Anyway, so much for not having anything to write. I have written things, but at the same time, written not very much at all. I do really feel like I'd like to work out how to use this blog now, or I'll have to always turn to my anonymous one, which would feel like a waste of something that's been a good few years in the making.... 

Saturday, 6 August 2016

Post-Barcelona, life is changing.

It's Saturday evening, I wanted to write a blog post - wasn't quite sure what I wanted to write but decided to log in and write anyway. I have been back in the UK since Monday morning, went to officially start my new job in Northampton, and then came back home properly on Tuesday. I think my sisters were laughing at me for the entire journey back to England because of how much I was freaking out that our flight would be delayed or our taxi driver would be late! Fortunately all was fine in the end. I could easily go back to Spain tomorrow - and I am pretty sure I still might as well be living in Spanish time. It's gone 11pm and I have only just eaten dinner (consisting of lots of random green stuff from the fridge) and I have a glass of red wine in hand.

I miss Barcelona a lot... It was so wonderful to go this time, with the only agenda to have a holiday. The first time I went to Barcelona was on a modelling job, the second time it was to live there and model, the third time was a long weekend with friends, fourth time was last year. I lived there for a month last year, intended to model and write my practice file, I ended up maybe doing one shoot, not wanting to model any more and spending the days walking for miles on end, exploring beaches and then coming back in the evening to write my practice file until the early hours of the mornings. I was fortunate to have jobs that allowed me to do that, to have tutors who supported me in writing that practice file (that word still fills me with a little anxiety!) and to have friends who understood my need for space but also their company (yes - biggest contradiction I know). The bigger point is that I am fortunate enough to know Barcelona pretty well and to feel that it is home (one of my homes anyway..)
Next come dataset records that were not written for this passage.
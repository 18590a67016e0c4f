//! Sign-in state for the session.
//!
//! Credentials go through a [`CredentialVerifier`] so a real check can be
//! dropped in later; the default [`AcceptAnyCredentials`] admits any
//! non-empty username/password pair. The signed-in identity is kept in the
//! blob store so it survives restarts.

use tracing::{info, warn};

use crate::db::{BlobStore, AUTH_USER_KEY};
use crate::error::AuthError;
use crate::models::{Role, UserIdentity};

/// Decides whether a username/password pair is acceptable.
pub trait CredentialVerifier {
    fn verify(&self, username: &str, password: &str) -> bool;
}

/// Accepts every pair. Provides no security whatsoever.
#[derive(Debug, Clone, Copy, Default)]
pub struct AcceptAnyCredentials;

impl CredentialVerifier for AcceptAnyCredentials {
    fn verify(&self, _username: &str, _password: &str) -> bool {
        true
    }
}

pub struct AuthService<B: BlobStore, V: CredentialVerifier = AcceptAnyCredentials> {
    store: B,
    verifier: V,
    current: Option<UserIdentity>,
}

impl<B: BlobStore> AuthService<B, AcceptAnyCredentials> {
    /// Restore the stored identity, if any, using the accept-all verifier.
    pub fn load(store: B) -> Result<Self, AuthError> {
        Self::with_verifier(store, AcceptAnyCredentials)
    }
}

impl<B: BlobStore, V: CredentialVerifier> AuthService<B, V> {
    pub fn with_verifier(store: B, verifier: V) -> Result<Self, AuthError> {
        let current = match store.get(AUTH_USER_KEY)? {
            Some(raw) => match serde_json::from_str::<UserIdentity>(&raw) {
                Ok(identity) => Some(identity),
                Err(err) => {
                    warn!("Ignoring unreadable stored identity: {err}");
                    None
                }
            },
            None => None,
        };

        Ok(Self {
            store,
            verifier,
            current,
        })
    }

    /// Sign in. Both fields must be non-blank; the username is stored trimmed
    /// and every successful login is granted the admin role.
    pub fn login(&mut self, username: &str, password: &str) -> Result<UserIdentity, AuthError> {
        let username = username.trim();
        if username.is_empty() || password.trim().is_empty() {
            return Err(AuthError::MissingCredentials);
        }
        if !self.verifier.verify(username, password) {
            warn!(username, "Login rejected");
            return Err(AuthError::InvalidCredentials);
        }

        let identity = UserIdentity {
            name: username.to_string(),
            role: Role::Admin,
        };
        let raw = serde_json::to_string(&identity)?;
        self.store.set(AUTH_USER_KEY, &raw)?;
        self.current = Some(identity.clone());

        info!(username, "User logged in");
        Ok(identity)
    }

    pub fn logout(&mut self) -> Result<(), AuthError> {
        self.store.remove(AUTH_USER_KEY)?;
        if let Some(identity) = self.current.take() {
            info!(username = %identity.name, "User logged out");
        }
        Ok(())
    }

    pub fn current_identity(&self) -> Option<&UserIdentity> {
        self.current.as_ref()
    }

    pub fn is_logged_in(&self) -> bool {
        self.current.is_some()
    }

    pub fn is_admin(&self) -> bool {
        self.current
            .as_ref()
            .is_some_and(|identity| identity.role == Role::Admin)
    }

    /// Name of the signed-in user, or an empty string for visitors.
    pub fn username(&self) -> &str {
        self.current
            .as_ref()
            .map(|identity| identity.name.as_str())
            .unwrap_or("")
    }
}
Barcelona was different this time - I didn't go with a modelling portfolio in bag, casting clothes and heels. I went with a pile of books and clothes and that was it (ah, and also my dearest sister and a visit from a very good friend and our other sister). It was good to go with no real intention of work. That hasn't ever been my experience - even modelling. To know that each day you have to be measured like you're some kind of mannequin or wear some clothes on a casting or shoot that are probably not going to be your size - too big or too small but never actually fit. And yup, you guessed it - it's always YOU that's wrong. Always you and your body, never the clothes. Or worst of all you are told that it's a lingerie casting and you're asked to bring a bikini... Goodbye dinner plans for the evening and that extra glass of wine. I am pretty sure not many people can relax knowing that your body will always be up for viewing and judgement and it will probably never be enough. No fun. (in fact, very much not fun - not for this post though). This time I did go with the intention of doing a little work on my Masters but needless to say that didn't happen. Lack of work meant that this weird sense of fleeting guilt stayed with me for most of the trip but then in our last few days I just let that go. It had to go really... we had mountains to hike and paths to walk and new places to find. I've come back home and in 4 days I've got more done than I probably could have done in two whole weeks if I didn't take the break. Lesson learnt. Time-Off-Work-Guilt serves no purpose (usually...) and breaks are good.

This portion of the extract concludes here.